To ensure the study is robust, our PGRs will work as a team: pooling participant recruitment and cross-trained in data collection. Further, any sub-set of tests can provide beneficial predictions.

Critically while the battery of tests proposed is novel in combination, each will build on previous and current projects at Aston: scaffolding the ABaHCoS PGRs.

The four themes are: Cognitive decline: Building on the Cam-CAN [7] and ELSA-HCAP [8] studies which focus on declines in general factors such as fluid intelligence, this theme will explore a range of more implicit cognitive tasks such as navigation [9], and decision reaction time [10], and measures of social cognition such as ‘Theory of Mind’ and emotion recognition tests which correlate with measures of executive function in patients with neurological conditions [11].

These cognitive tests will afford both online self-testing and ongoing monitoring. We will cross corelate these tests with perceptual and neurophysiological measures, linking to our second theme.

Neurophysiology and Perceptual decline: Aiming at tests that can be administered as part of a standard eye test, this theme will explore perceptual tasks such as motion [12] and texture perception [13], which change with age irrespective of ocular decline, correlating these with neural measures and the cognitive tests described above.

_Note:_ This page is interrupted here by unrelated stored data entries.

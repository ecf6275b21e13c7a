//! TUI runner (workspace facade crate).
//!
//! Re-exports the workspace crates under short names and bundles the demo
//! game played by the `tui-runner` binary.

pub use tui_runner_engine as engine;
pub use tui_runner_input as input;
pub use tui_runner_term as term;
pub use tui_runner_types as types;

pub mod demo;
//! Small deterministic RNG for the demo game.

/// Simple LCG (Linear Congruential Generator) RNG
/// Uses constants from Numerical Recipes
#[derive(Debug, Clone)]
pub struct SimpleRng {
    state: u32,
}

impl SimpleRng {
    /// Create a new RNG with the given seed
    pub fn new(seed: u32) -> Self {
        // Avoid 0 seed which would produce all zeros
        let state = if seed == 0 { 1 } else { seed };
        Self { state }
    }

    pub fn next_u32(&mut self) -> u32 {
        self.state = self.state.wrapping_mul(1664525).wrapping_add(1013904223);
        self.state
    }

    /// Value in `[0, max)`. Uses the high bits, which cycle far slower than
    /// the low bits of an LCG.
    pub fn next_range(&mut self, max: u32) -> u32 {
        if max == 0 {
            return 0;
        }
        (self.next_u32() >> 16) % max
    }
}
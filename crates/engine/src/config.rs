//! Runner configuration.
//!
//! # Environment Variables
//!
//! - `TUI_RUNNER_STATUS_HEIGHT`: rows of the status box, border included (default: 5)
//! - `TUI_RUNNER_INPUT_POLICY`: `discard` or `backlog` (default: discard)
//! - `TUI_RUNNER_MAX_FRAMES`: stop after this many frames, 0 for no limit (default: 0)
//! - `TUI_RUNNER_LOG_DIR`: directory for the log file (default: OS temp dir)
//!
//! Values that do not parse fall back to the default.

use std::path::PathBuf;

use crate::input::InputPolicy;
use crate::types::STATUS_HEIGHT;

#[derive(Debug, Clone, PartialEq, Eq)]
pub struct RunnerConfig {
    pub status_height: u16,
    pub input_policy: InputPolicy,
    /// 0 means unlimited.
    pub max_frames: u64,
    pub log_dir: Option<PathBuf>,
}

impl Default for RunnerConfig {
    fn default() -> Self {
        Self {
            status_height: STATUS_HEIGHT,
            input_policy: InputPolicy::default(),
            max_frames: 0,
            log_dir: None,
        }
    }
}

impl RunnerConfig {
    pub fn from_env() -> Self {
        Self::from_vars(|key| std::env::var(key).ok())
    }

    /// Build from any variable lookup (the process environment in
    /// [`RunnerConfig::from_env`]).
    pub fn from_vars<F>(var: F) -> Self
    where
        F: Fn(&str) -> Option<String>,
    {
        let defaults = Self::default();

        let status_height = var("TUI_RUNNER_STATUS_HEIGHT")
            .and_then(|s| s.trim().parse().ok())
            .unwrap_or(defaults.status_height);

        let input_policy = var("TUI_RUNNER_INPUT_POLICY")
            .and_then(|s| InputPolicy::from_str(&s))
            .unwrap_or(defaults.input_policy);

        let max_frames = var("TUI_RUNNER_MAX_FRAMES")
            .and_then(|s| s.trim().parse().ok())
            .unwrap_or(defaults.max_frames);

        let log_dir = var("TUI_RUNNER_LOG_DIR")
            .map(|s| s.trim().to_string())
            .and_then(|s| if s.is_empty() { None } else { Some(PathBuf::from(s)) });

        Self {
            status_height,
            input_policy,
            max_frames,
            log_dir,
        }
    }
}
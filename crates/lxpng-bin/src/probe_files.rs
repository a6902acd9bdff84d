/*
 * Copyright (c) 2023.
 *
 * This software is free software;
 *
 * You can redistribute it or modify it under terms of the MIT, Apache License or Zlib license
 */

use lxpng_reader::{PngReader, PngReaderErrors};

use crate::serde::Metadata;

/// Describe the reader's input as pretty printed json
pub fn probe_json(reader: &mut PngReader) -> Result<String, PngReaderErrors> {
    let source = reader
        .source()
        .map(|source| source.to_string())
        .unwrap_or_default();

    let information = reader.execute_information()?.clone();
    let metadata = Metadata::new(source, &information, reader.text());

    serde_json::to_string_pretty(&metadata)
        .map_err(|e| PngReaderErrors::Generic(format!("Could not serialize metadata: {e}")))
}

/// Text chunks as `key: value` lines, restricted to `keys` when not empty
pub fn text_lines(reader: &PngReader, keys: &[String]) -> Vec<String> {
    let indexes: Vec<usize> = if keys.is_empty() {
        (0..reader.number_of_text_chunks()).collect()
    } else {
        keys.iter().flat_map(|key| reader.text_chunks(key)).collect()
    };

    indexes
        .into_iter()
        .filter_map(|index| Some(format!("{}: {}", reader.text_key(index)?, reader.text_value(index)?)))
        .collect()
}

#[cfg(test)]
mod tests {
    use lxpng_reader::PngReader;

    use crate::probe_files::{probe_json, text_lines};

    fn png_with_text() -> Vec<u8> {
        let mut bytes = Vec::new();
        {
            let mut encoder = png::Encoder::new(&mut bytes, 1, 1);
            encoder.set_color(png::ColorType::Grayscale);
            encoder.set_depth(png::BitDepth::Eight);
            let mut writer = encoder.write_header().unwrap();
            writer.write_chunk(png::chunk::tEXt, b"Title\0ruler").unwrap();
            writer.write_chunk(png::chunk::tEXt, b"Author\0me").unwrap();
            writer.write_image_data(&[7]).unwrap();
        }
        bytes
    }

    #[test]
    fn test_probe_contains_information_and_text() {
        let mut reader = PngReader::new();
        reader.set_memory_buffer(png_with_text());

        let json = probe_json(&mut reader).unwrap();
        let value: serde_json::Value = serde_json::from_str(&json).unwrap();

        assert_eq!(value["information"]["components"], 1);
        assert_eq!(value["text"][0]["key"], "Author");
        assert_eq!(value["text"][1]["value"], "ruler");
    }

    #[test]
    fn test_text_lines_filter() {
        let mut reader = PngReader::new();
        reader.set_memory_buffer(png_with_text());
        reader.execute_information().unwrap();

        assert_eq!(text_lines(&reader, &[]), ["Author: me", "Title: ruler"]);
        assert_eq!(
            text_lines(&reader, &["Title".to_string(), "None".to_string()]),
            ["Title: ruler"]
        );
    }
}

This theme will also consider neuroimaging measures of brain activity (EEG and MRI).

Changes in the power spectral density of the EEG [14], including the peak frequency of the alpha oscillation, correlate strongly with age and relate to executive control and neural inhibition. We will thus establish a simple 2-electrode EEG test for brain age.

Similarly, both the brain’s haemodynamic response and the balance of neural inhibition and excitation alter progressively with age and can be detected using MRI [15] providing validation of other measures, and follow-up monitoring. MRI can also detect neurovascular changes linking to our third theme.

Neurovascular ageing: This theme aims to understand the contribution of platelet reactivity [16] and white blood cell bioenergetics to endothelial cell dysfunction [17] and their association with neurovascular changes [18] to: 1) identify changes in the inflammatory response, migration, proliferation, permeability, and mitochondrial function of human brain endothelial cells; 2) identify markers for vascular- and neural-inflammation; 3) correlate such markers with neurovascular changes (observed via MRI [20]) and similar, but more accessible, changes in the retina.

This theme will provide early detection via finger-tip temperature tests for endothelial cell dysfunction, retinal imaging, and blood tests and links via neurovascular changes, endothelial cell function, and inflammation to our final theme.

Cellular communication and cell death: Aiming primarily toward liquid-biopsies for ongoing monitoring, this theme seeks to understand age-related changes in astrocytes [19], the majority cell type in the brain, and other components of the neurovascular unit (e.g. pericytes, neurones, endothelial cells, microglia), and their effect on brain function.

Using in vitro models and human plasma samples we will study how vascular-glial metabolic coupling supports neuronal function changes during ageing by assessing extracellular vesicles distribution, size and composition (proteomic and RNA sequencing), inflammation, oxidative stress and neuronal cell death [21].

The identification of extracellular vesicles resulting from cell death will enable early confirmation of disease onset once risk has been established and thus be critical for timing treatment interventions.